As we gain a better idea of how much crime there is we are in a better position to gauge how well-informed the public is in its perception of crime problems. Crime research directed at this issue increasingly indicates that the public overestimates how much violent crime there is, especially in proportion to property and public order crime involving alcohol and drugs. Although Americas crime problems are violent and often disproportionate to those of other Western nations, the public characteristically overestimates in absolute and relative terms how high their personal risks of violent victimization are (Warr, 1991). Furthermore, some parts of the public that think of themselves as most at risk, especially the elderly, are often less at risk than others. The media often intensifies such fears. Telling those who are most fearful that they are less at risk than they believe is a thankless and, therefore, potentially controversial task.
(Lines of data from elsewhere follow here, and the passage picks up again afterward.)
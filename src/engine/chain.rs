//! 死亡の連鎖検出。死は即時に確定し、波及分はイベントとして保留され、
//! 説書人が先頭から一つずつ confirm / skip する

use serde_json::json;

use crate::engine::{game_over, Engine};
use crate::models::game::{
    ChainReactionEvent, GamePhase, GameState, SuggestedAction, Winner,
};
use crate::models::vote::VoteResult;

/// 生死の反転。死→生（蘇生）は連鎖検出を起こさない
pub fn toggle_dead(engine: &Engine, state: &mut GameState, seat_id: usize) -> Vec<ChainReactionEvent> {
    let Some(seat) = state.seat_mut(seat_id) else {
        return Vec::new();
    };
    if !seat.is_occupied() {
        return Vec::new();
    }

    if seat.is_dead {
        seat.is_dead = false;
        let name = seat.user_name.clone();
        state.push_system_message(format!("{name} has been revived"));
        return Vec::new();
    }

    commit_death(engine, state, seat_id)
}

/// 死を確定し、波及イベントを検出してキューに積む。幽霊票は初回の死では残る
fn commit_death(engine: &Engine, state: &mut GameState, seat_id: usize) -> Vec<ChainReactionEvent> {
    if let Some(seat) = state.seat_mut(seat_id) {
        seat.is_dead = true;
        let name = seat.user_name.clone();
        state.push_system_message(format!("{name} has died"));
    }

    let events = detect(state, seat_id);
    state.pending_chain_events.extend(events.iter().cloned());

    game_over::evaluate_after_death(engine, state, seat_id);
    events
}

fn detect(state: &GameState, seat_id: usize) -> Vec<ChainReactionEvent> {
    let mut events = Vec::new();
    let Some(dead) = state.seat(seat_id) else {
        return events;
    };
    let dead_name = dead.user_name.clone();
    let dead_role = dead.real_role_id.clone();

    // 祖母の孫が死んだ場合、祖母も死ぬ
    let is_grandchild = dead
        .reminders
        .iter()
        .any(|r| r.source_role == "grandmother" && r.text == "Grandchild");
    if is_grandchild {
        if let Some(grandmother) = state
            .seats
            .iter()
            .find(|s| s.is_alive_occupant() && s.real_role_id.as_deref() == Some("grandmother"))
        {
            events.push(ChainReactionEvent::new(
                "Grandmother",
                format!("{} was the Grandchild. The Grandmother dies too.", dead_name),
                vec![grandmother.id],
                SuggestedAction::MarkDead,
            ));
        }
    }

    // 月の子が死んだ場合、選んでいた善良なプレイヤーが死ぬ
    if dead_role.as_deref() == Some("moonchild") {
        let chosen: Vec<usize> = state
            .seats
            .iter()
            .filter(|s| {
                s.is_alive_occupant()
                    && s.reminders
                        .iter()
                        .any(|r| r.source_role == "moonchild" && r.text == "Chosen")
            })
            .map(|s| s.id)
            .collect();
        if !chosen.is_empty() {
            events.push(ChainReactionEvent::new(
                "Moonchild",
                format!("{} was the Moonchild. Their chosen player dies.", dead_name),
                chosen,
                SuggestedAction::MarkDead,
            ));
        }
    }

    // 聖者が昼の処刑で死んだ場合、その陣営の敗北
    if dead_role.as_deref() == Some("saint") && died_by_execution(state, seat_id) {
        let mut event = ChainReactionEvent::new(
            "Saint",
            format!("{} the Saint was executed. Evil wins.", dead_name),
            vec![seat_id],
            SuggestedAction::EndGame,
        );
        event.data = Some(json!({
            "winner": "EVIL",
            "reason": "The Saint was executed",
        }));
        events.push(event);
    }

    events
}

fn died_by_execution(state: &GameState, seat_id: usize) -> bool {
    let day_phase = matches!(
        state.phase,
        GamePhase::Day | GamePhase::Nomination | GamePhase::Voting
    );
    day_phase
        && state
            .vote_history
            .last()
            .map(|r| r.nominee_seat_id == seat_id && r.result == VoteResult::Executed)
            .unwrap_or(false)
}

/// 先頭のイベントのみ確定できる。MarkDead は新たな連鎖を生むことがある
pub fn confirm_chain_event(
    engine: &Engine,
    state: &mut GameState,
    event_id: &str,
) -> Vec<ChainReactionEvent> {
    if state.pending_chain_events.first().map(|e| e.id.as_str()) != Some(event_id) {
        return Vec::new();
    }
    let event = state.pending_chain_events.remove(0);

    match event.suggested_action {
        SuggestedAction::MarkDead => {
            let mut cascaded = Vec::new();
            for seat_id in event.affected_seat_ids {
                let still_alive = state
                    .seat(seat_id)
                    .map(|s| s.is_alive_occupant())
                    .unwrap_or(false);
                if still_alive {
                    cascaded.extend(commit_death(engine, state, seat_id));
                }
            }
            cascaded
        }
        SuggestedAction::EndGame => {
            let winner = event
                .data
                .as_ref()
                .and_then(|d| d.get("winner"))
                .and_then(|w| w.as_str())
                .map(|w| if w == "GOOD" { Winner::Good } else { Winner::Evil })
                .unwrap_or(Winner::Evil);
            let reason = event
                .data
                .as_ref()
                .and_then(|d| d.get("reason"))
                .and_then(|r| r.as_str())
                .unwrap_or(&event.message)
                .to_string();
            game_over::end_game(state, winner, reason);
            Vec::new()
        }
    }
}

/// 先頭のイベントのみ破棄できる
pub fn skip_chain_event(state: &mut GameState, event_id: &str) {
    if state.pending_chain_events.first().map(|e| e.id.as_str()) == Some(event_id) {
        state.pending_chain_events.remove(0);
    }
}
Yet, taking on this task may be an important part of dissuading Americans from abandoning their streets and cities and arming themselves for self-protection in ways that are more dangerous than effective. Helping the public to reassess their impressions of criminal risk, both in amount and in kind, may also be an important part of tempering the public appetite for severe forms of punishment, including the use of imprisonment and the death penalty.